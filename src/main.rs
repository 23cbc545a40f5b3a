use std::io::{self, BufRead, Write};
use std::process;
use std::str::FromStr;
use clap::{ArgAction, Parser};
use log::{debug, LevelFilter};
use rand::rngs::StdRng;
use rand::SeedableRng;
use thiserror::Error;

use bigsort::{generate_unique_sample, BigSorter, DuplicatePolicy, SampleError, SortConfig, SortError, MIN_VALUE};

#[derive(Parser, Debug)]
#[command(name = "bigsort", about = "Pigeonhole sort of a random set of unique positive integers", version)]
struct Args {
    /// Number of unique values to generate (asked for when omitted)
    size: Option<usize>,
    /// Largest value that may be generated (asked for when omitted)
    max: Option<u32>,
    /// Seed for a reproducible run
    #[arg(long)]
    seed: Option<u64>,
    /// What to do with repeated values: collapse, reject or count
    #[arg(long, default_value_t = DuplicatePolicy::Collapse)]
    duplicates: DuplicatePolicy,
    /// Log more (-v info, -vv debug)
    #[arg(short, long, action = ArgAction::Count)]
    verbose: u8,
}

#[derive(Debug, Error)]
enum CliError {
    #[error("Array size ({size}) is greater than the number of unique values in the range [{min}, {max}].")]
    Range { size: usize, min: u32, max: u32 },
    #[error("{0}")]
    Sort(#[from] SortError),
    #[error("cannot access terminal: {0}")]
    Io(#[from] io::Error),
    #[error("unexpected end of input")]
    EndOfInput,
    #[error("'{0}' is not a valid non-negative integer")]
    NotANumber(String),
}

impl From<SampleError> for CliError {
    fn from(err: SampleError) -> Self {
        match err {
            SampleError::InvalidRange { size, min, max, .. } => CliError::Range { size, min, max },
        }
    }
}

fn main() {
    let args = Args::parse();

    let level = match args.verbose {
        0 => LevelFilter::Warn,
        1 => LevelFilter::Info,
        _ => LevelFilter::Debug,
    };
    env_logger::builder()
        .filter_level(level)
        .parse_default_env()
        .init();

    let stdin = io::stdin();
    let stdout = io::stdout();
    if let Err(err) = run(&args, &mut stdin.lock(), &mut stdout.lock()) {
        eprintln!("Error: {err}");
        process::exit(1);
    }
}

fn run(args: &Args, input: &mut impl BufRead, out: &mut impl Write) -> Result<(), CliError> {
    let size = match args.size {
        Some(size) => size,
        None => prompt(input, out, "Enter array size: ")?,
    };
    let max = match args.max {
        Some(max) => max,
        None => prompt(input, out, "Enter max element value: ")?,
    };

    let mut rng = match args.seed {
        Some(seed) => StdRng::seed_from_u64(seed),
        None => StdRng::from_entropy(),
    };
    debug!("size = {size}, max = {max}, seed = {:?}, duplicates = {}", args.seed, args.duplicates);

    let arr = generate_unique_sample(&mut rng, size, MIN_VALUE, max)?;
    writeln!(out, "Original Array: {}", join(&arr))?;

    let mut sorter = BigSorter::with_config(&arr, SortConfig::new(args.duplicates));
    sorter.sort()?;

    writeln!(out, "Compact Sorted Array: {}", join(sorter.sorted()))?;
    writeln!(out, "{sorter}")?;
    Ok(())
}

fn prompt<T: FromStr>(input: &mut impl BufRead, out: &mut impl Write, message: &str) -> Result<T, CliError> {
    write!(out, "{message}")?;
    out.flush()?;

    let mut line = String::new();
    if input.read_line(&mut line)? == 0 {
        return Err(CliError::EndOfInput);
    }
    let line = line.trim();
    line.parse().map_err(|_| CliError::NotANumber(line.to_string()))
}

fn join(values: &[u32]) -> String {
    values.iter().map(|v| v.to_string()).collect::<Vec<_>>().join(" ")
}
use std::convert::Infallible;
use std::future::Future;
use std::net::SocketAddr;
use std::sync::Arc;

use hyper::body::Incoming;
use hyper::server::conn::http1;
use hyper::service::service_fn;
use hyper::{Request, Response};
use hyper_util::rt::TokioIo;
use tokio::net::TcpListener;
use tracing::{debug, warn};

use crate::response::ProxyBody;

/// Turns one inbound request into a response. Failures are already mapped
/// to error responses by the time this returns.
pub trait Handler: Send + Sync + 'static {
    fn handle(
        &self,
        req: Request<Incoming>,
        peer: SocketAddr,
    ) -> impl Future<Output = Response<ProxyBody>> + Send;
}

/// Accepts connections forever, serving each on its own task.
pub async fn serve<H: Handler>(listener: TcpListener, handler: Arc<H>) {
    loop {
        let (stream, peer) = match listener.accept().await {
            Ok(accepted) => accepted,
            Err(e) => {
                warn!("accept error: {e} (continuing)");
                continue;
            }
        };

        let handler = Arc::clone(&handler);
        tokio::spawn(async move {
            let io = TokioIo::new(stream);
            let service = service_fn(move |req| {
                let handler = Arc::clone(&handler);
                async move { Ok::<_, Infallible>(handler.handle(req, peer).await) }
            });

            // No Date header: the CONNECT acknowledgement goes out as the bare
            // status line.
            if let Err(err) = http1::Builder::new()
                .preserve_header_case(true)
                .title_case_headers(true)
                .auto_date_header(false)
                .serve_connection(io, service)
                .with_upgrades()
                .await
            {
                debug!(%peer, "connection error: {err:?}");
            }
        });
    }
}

**The problem:** Print all the records precisely.

**Reply:**
filename src/main.rs
repository 23cbc545a40f5b3a
use std::io::{self, BufRead, Write};
use std::process;
use std::str::FromStr;
use clap::{ArgAction, Parser};
use log::{debug, LevelFilter};
use rand::rngs::StdRng;
use rand::SeedableRng;
use thiserror::Error;

use bigsort::{generate_unique_sample, BigSorter, DuplicatePolicy, SampleError, SortConfig, SortError, MIN_VALUE};

#[derive(Parser, Debug)]
#[command(name = "bigsort", about = "Pigeonhole sort of a random set of unique positive integers", version)]
struct Args {
    /// Number of unique values to generate (asked for when omitted)
    size: Option<usize>,
    /// Largest value that may be generated (asked for when omitted)
    max: Option<u32>,
    /// Seed for a reproducible run
    #[arg(long)]
    seed: Option<u64>,
    /// What to do with repeated values: collapse, reject or count
    #[arg(long, default_value_t = DuplicatePolicy::Collapse)]
    duplicates: DuplicatePolicy,
    /// Log more (-v info, -vv debug)
    #[arg(short, long, action = ArgAction::Count)]
    verbose: u8,
}

#[derive(Debug, Error)]
enum CliError {
    #[error("Array size ({size}) is greater than the number of unique values in the range [{min}, {max}].")]
    Range { size: usize, min: u32, max: u32 },
    #[error("{0}")]
    Sort(#[from] SortError),
    #[error("cannot access terminal: {0}")]
    Io(#[from] io::Error),
    #[error("unexpected end of input")]
    EndOfInput,
    #[error("'{0}' is not a valid non-negative integer")]
    NotANumber(String),
}

impl From<SampleError> for CliError {
    fn from(err: SampleError) -> Self {
        match err {
            SampleError::InvalidRange { size, min, max, .. } => CliError::Range { size, min, max },
        }
    }
}

fn main() {
    let args = Args::parse();

    let level = match args.verbose {
        0 => LevelFilter::Warn,
        1 => LevelFilter::Info,
        _ => LevelFilter::Debug,
    };
    env_logger::builder()
        .filter_level(level)
        .parse_default_env()
        .init();

    let stdin = io::stdin();
    let stdout = io::stdout();
    if let Err(err) = run(&args, &mut stdin.lock(), &mut stdout.lock()) {
        eprintln!("Error: {err}");
        process::exit(1);
    }
}

fn run(args: &Args, input: &mut impl BufRead, out: &mut impl Write) -> Result<(), CliError> {
    let size = match args.size {
        Some(size) => size,
        None => prompt(input, out, "Enter array size: ")?,
    };
    let max = match args.max {
        Some(max) => max,
        None => prompt(input, out, "Enter max element value: ")?,
    };

    let mut rng = match args.seed {
        Some(seed) => StdRng::seed_from_u64(seed),
        None => StdRng::from_entropy(),
    };
    debug!("size = {size}, max = {max}, seed = {:?}, duplicates = {}", args.seed, args.duplicates);

    let arr = generate_unique_sample(&mut rng, size, MIN_VALUE, max)?;
    writeln!(out, "Original Array: {}", join(&arr))?;

    let mut sorter = BigSorter::with_config(&arr, SortConfig::new(args.duplicates));
    sorter.sort()?;

    writeln!(out, "Compact Sorted Array: {}", join(sorter.sorted()))?;
    writeln!(out, "{sorter}")?;
    Ok(())
}

fn prompt<T: FromStr>(input: &mut impl BufRead, out: &mut impl Write, message: &str) -> Result<T, CliError> {
    write!(out, "{message}")?;
    out.flush()?;

    let mut line = String::new();
    if input.read_line(&mut line)? == 0 {
        return Err(CliError::EndOfInput);
    }
    let line = line.trim();
    line.parse().map_err(|_| CliError::NotANumber(line.to_string()))
}

fn join(values: &[u32]) -> String {
    values.iter().map(|v| v.to_string()).collect::<Vec<_>>().join(" ")
}
use std::convert::Infallible;
use std::future::Future;
use std::net::SocketAddr;
use std::sync::Arc;

use hyper::body::Incoming;
use hyper::server::conn::http1;
use hyper::service::service_fn;
use hyper::{Request, Response};
use hyper_util::rt::TokioIo;
use tokio::net::TcpListener;
use tracing::{debug, warn};

use crate::response::ProxyBody;

/// Turns one inbound request into a response. Failures are already mapped
/// to error responses by the time this returns.
pub trait Handler: Send + Sync + 'static {
    fn handle(
        &self,
        req: Request<Incoming>,
        peer: SocketAddr,
    ) -> impl Future<Output = Response<ProxyBody>> + Send;
}

/// Accepts connections forever, serving each on its own task.
pub async fn serve<H: Handler>(listener: TcpListener, handler: Arc<H>) {
    loop {
        let (stream, peer) = match listener.accept().await {
            Ok(accepted) => accepted,
            Err(e) => {
                warn!("accept error: {e} (continuing)");
                continue;
            }
        };

        let handler = Arc::clone(&handler);
        tokio::spawn(async move {
            let io = TokioIo::new(stream);
            let service = service_fn(move |req| {
                let handler = Arc::clone(&handler);
                async move { Ok::<_, Infallible>(handler.handle(req, peer).await) }
            });

            // No Date header: the CONNECT acknowledgement goes out as the bare
            // status line.
            if let Err(err) = http1::Builder::new()
                .preserve_header_case(true)
                .title_case_headers(true)
                .auto_date_header(false)
                .serve_connection(io, service)
                .with_upgrades()
                .await
            {
                debug!(%peer, "connection error: {err:?}");
            }
        });
    }
}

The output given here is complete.